## PROBLEM REQUIREMENTS
Where the data below has the string "SqlitePool", return the whole line.

-------- RECORDS TO PROCESS

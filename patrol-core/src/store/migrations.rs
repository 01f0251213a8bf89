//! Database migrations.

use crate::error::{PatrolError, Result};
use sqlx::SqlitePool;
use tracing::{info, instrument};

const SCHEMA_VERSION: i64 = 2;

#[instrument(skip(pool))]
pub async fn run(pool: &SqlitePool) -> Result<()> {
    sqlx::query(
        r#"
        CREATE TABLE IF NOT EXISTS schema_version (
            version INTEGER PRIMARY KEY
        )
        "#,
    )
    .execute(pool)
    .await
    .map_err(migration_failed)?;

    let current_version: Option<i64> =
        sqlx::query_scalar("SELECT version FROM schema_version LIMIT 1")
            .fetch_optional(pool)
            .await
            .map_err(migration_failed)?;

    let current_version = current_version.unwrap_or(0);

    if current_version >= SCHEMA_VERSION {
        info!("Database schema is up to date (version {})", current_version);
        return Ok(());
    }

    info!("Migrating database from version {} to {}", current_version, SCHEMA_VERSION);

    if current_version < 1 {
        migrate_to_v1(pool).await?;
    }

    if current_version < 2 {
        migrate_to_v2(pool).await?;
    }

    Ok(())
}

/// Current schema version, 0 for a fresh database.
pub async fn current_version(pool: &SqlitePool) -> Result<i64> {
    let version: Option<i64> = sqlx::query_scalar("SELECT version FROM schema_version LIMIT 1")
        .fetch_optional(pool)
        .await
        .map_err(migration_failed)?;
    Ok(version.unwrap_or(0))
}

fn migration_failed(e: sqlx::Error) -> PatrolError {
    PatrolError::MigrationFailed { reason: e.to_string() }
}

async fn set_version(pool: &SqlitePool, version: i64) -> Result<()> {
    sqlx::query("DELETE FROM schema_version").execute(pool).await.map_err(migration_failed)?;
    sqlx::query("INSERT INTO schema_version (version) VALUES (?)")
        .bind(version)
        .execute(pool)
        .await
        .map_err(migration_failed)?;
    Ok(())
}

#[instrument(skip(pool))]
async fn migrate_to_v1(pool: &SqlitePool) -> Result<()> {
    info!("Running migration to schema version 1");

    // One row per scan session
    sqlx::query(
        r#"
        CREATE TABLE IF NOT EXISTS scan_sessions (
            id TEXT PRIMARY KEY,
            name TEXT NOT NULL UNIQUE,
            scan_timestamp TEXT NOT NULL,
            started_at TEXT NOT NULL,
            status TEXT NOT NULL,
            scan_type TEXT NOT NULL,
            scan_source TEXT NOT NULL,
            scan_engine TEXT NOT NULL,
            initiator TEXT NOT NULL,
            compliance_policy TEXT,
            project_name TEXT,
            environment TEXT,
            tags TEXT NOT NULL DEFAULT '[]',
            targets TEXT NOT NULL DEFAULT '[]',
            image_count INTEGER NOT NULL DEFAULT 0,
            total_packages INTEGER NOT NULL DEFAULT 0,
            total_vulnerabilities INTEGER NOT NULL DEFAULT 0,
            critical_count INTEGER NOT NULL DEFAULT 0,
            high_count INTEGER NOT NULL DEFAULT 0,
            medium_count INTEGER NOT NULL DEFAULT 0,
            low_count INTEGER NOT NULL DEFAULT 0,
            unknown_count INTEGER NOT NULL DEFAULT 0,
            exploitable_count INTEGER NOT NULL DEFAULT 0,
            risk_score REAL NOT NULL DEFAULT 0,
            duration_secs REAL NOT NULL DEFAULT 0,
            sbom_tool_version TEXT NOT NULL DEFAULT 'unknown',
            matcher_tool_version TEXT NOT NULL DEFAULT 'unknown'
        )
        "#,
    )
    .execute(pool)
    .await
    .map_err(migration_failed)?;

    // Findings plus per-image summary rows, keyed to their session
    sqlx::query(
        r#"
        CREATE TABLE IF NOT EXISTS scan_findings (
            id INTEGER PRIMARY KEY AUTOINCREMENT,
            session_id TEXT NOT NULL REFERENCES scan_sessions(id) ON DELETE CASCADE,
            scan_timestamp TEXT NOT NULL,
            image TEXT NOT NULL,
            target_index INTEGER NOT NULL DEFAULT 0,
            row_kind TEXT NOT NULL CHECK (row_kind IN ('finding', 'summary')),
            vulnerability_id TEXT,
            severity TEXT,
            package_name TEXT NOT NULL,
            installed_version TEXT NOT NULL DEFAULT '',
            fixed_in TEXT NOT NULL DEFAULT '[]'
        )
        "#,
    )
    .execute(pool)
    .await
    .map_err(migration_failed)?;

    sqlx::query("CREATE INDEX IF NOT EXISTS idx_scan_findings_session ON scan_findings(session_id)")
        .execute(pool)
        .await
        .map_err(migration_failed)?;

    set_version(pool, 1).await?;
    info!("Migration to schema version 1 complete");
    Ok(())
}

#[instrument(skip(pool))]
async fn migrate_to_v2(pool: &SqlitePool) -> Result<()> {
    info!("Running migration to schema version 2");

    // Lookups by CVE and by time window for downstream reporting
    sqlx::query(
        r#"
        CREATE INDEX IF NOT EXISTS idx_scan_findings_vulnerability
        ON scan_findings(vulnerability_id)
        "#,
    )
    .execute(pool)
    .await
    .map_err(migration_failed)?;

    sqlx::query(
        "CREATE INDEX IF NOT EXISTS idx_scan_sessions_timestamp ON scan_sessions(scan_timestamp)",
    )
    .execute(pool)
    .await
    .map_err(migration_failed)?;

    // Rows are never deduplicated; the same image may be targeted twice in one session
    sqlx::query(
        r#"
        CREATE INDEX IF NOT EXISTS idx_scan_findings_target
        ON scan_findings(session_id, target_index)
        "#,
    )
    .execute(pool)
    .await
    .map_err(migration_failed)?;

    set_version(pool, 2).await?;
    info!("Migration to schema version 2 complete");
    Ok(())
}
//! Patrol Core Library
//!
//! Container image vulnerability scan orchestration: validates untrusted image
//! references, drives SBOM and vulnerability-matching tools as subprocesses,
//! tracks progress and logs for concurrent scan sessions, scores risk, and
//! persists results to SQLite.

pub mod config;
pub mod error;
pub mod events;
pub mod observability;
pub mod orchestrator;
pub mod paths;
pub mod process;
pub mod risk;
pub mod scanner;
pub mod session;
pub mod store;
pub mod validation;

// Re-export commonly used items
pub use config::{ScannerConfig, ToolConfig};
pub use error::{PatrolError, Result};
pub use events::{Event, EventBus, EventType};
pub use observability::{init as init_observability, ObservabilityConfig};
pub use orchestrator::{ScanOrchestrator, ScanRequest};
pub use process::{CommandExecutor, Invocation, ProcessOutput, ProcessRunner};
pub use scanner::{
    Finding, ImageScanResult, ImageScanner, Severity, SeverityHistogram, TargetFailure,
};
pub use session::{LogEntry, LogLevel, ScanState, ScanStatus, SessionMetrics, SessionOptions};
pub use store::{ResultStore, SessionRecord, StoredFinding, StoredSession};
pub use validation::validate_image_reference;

----------------

## REPLY TO THE TASK
use sqlx::SqlitePool;
pub async fn run(pool: &SqlitePool) -> Result<()> {
pub async fn current_version(pool: &SqlitePool) -> Result<i64> {
async fn set_version(pool: &SqlitePool, version: i64) -> Result<()> {
async fn migrate_to_v1(pool: &SqlitePool) -> Result<()> {
async fn migrate_to_v2(pool: &SqlitePool) -> Result<()> {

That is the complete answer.